The FOH/BOH wage gap issue pervades the U.S. restaurant industry. Success and evolution in this industry is our life’s work, and we believe our restaurants – and small, independent restaurants in general – will not be sustainable for much longer without a correction. Quality restaurants cannot function, much less thrive, without quality chefs and cooks. We hope that making this small change will have a sufficiently large effect. Our goal is not only to improve the lives of our BOH employees, but to serve as a test model from which other small restaurants can gain valuable insight. We acknowledge that this is a risk, one that might not work, and if it doesn’t we’re willing to chart another course. But we need to take our best shot at fixing a problem that is growing increasingly difficult and intolerable, and we need your understanding and support.
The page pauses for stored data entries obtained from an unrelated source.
//! Metrics collection for observability
//!
//! This module provides Prometheus metrics for monitoring the engine.
//!
//! # Metrics
//!
//! - `wallet_ledger_operations_total{operation, outcome}` - Engine calls by result
//! - `wallet_ledger_operation_duration_seconds{operation}` - Engine call latency
//! - `wallet_ledger_cache_hits_total` / `wallet_ledger_cache_misses_total` - Read path
//! - `wallet_ledger_cache_errors_total{command}` - Swallowed cache faults
//!
//! Each collector owns its registry, so several engines can live in one process.

use prometheus::{
    Encoder, HistogramOpts, HistogramVec, IntCounter, IntCounterVec, Opts, Registry, TextEncoder,
};
use std::sync::Arc;

/// Metrics collector
#[derive(Clone)]
pub struct Metrics {
    /// Engine calls by operation and outcome
    pub operations_total: IntCounterVec,

    /// Engine call latency by operation
    pub operation_duration: HistogramVec,

    /// Cache reads served from cache
    pub cache_hits: IntCounter,

    /// Cache reads that fell through to storage
    pub cache_misses: IntCounter,

    /// Cache faults swallowed by the read or invalidation path
    pub cache_errors: IntCounterVec,

    /// Prometheus registry
    pub registry: Arc<Registry>,
}

impl Metrics {
    /// Create new metrics collector
    pub fn new() -> prometheus::Result<Self> {
        let registry = Arc::new(Registry::new());

        let operations_total = IntCounterVec::new(
            Opts::new(
                "wallet_ledger_operations_total",
                "Engine operations by outcome",
            ),
            &["operation", "outcome"],
        )?;
        registry.register(Box::new(operations_total.clone()))?;

        let operation_duration = HistogramVec::new(
            HistogramOpts::new(
                "wallet_ledger_operation_duration_seconds",
                "Engine operation latency",
            )
            .buckets(vec![0.001, 0.005, 0.010, 0.025, 0.050, 0.100, 0.250, 0.500, 1.0, 5.0]),
            &["operation"],
        )?;
        registry.register(Box::new(operation_duration.clone()))?;

        let cache_hits = IntCounter::new("wallet_ledger_cache_hits_total", "Total cache hits")?;
        registry.register(Box::new(cache_hits.clone()))?;

        let cache_misses =
            IntCounter::new("wallet_ledger_cache_misses_total", "Total cache misses")?;
        registry.register(Box::new(cache_misses.clone()))?;

        let cache_errors = IntCounterVec::new(
            Opts::new(
                "wallet_ledger_cache_errors_total",
                "Cache faults that were logged and ignored",
            ),
            &["command"],
        )?;
        registry.register(Box::new(cache_errors.clone()))?;

        Ok(Self {
            operations_total,
            operation_duration,
            cache_hits,
            cache_misses,
            cache_errors,
            registry,
        })
    }

    /// Record one finished engine call
    pub fn record_operation(&self, operation: &str, outcome: &str, duration_seconds: f64) {
        self.operations_total
            .with_label_values(&[operation, outcome])
            .inc();
        self.operation_duration
            .with_label_values(&[operation])
            .observe(duration_seconds);
    }

    pub fn record_cache_hit(&self) {
        self.cache_hits.inc();
    }

    pub fn record_cache_miss(&self) {
        self.cache_misses.inc();
    }

    pub fn record_cache_error(&self, command: &str) {
        self.cache_errors.with_label_values(&[command]).inc();
    }

    /// Count of calls for an operation/outcome pair
    pub fn operation_count(&self, operation: &str, outcome: &str) -> u64 {
        self.operations_total
            .with_label_values(&[operation, outcome])
            .get()
    }

    /// Render in the Prometheus text exposition format
    pub fn render(&self) -> String {
        let mut buffer = Vec::new();
        let encoder = TextEncoder::new();
        if encoder.encode(&self.registry.gather(), &mut buffer).is_err() {
            return String::new();
        }
        String::from_utf8(buffer).unwrap_or_default()
    }

    /// Get metrics registry
    pub fn registry(&self) -> &Registry {
        &self.registry
    }
}

impl Default for Metrics {
    fn default() -> Self {
        Self::new().expect("Failed to create metrics")
    }
}
#![warn(missing_docs)]
#![warn(clippy::missing_docs_in_private_items)]

//! External Python tooling: the test runner and the linter.

/// pylint invocation and report parsing
pub mod pylint;
/// pytest invocation and report translation
pub mod pytest;
/// Interpreter discovery and command construction
pub mod util;

pub use pylint::{LintRunner, PylintRunner};
pub use pytest::{PytestRunner, TestRunner};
For small restaurants that don’t want to sacrifice craft or integrity in order to serve the communities they love, we believe this is a fair, effective, and sustainable approach. We will open Casa Verde with this model as well. Our hope is that by making the compensation more equitable at each restaurant, our teams will be able to achieve more, not less, for many years to come. We thank you in advance for your understanding and support as we attempt to correct this core issue.

Thank you,

We Live to Serve,

Keith Harmon, David Doyle, Maricely Perez-Alers


Successful implementation of the HAF required thoughtful, thorough communication, internal and external. The owners held a staff-wide meeting to explain the plan, solicit input, and to ensure that the entire team understood and supported the plan. Mutual trust and shared vision were crucial to the success of the plan.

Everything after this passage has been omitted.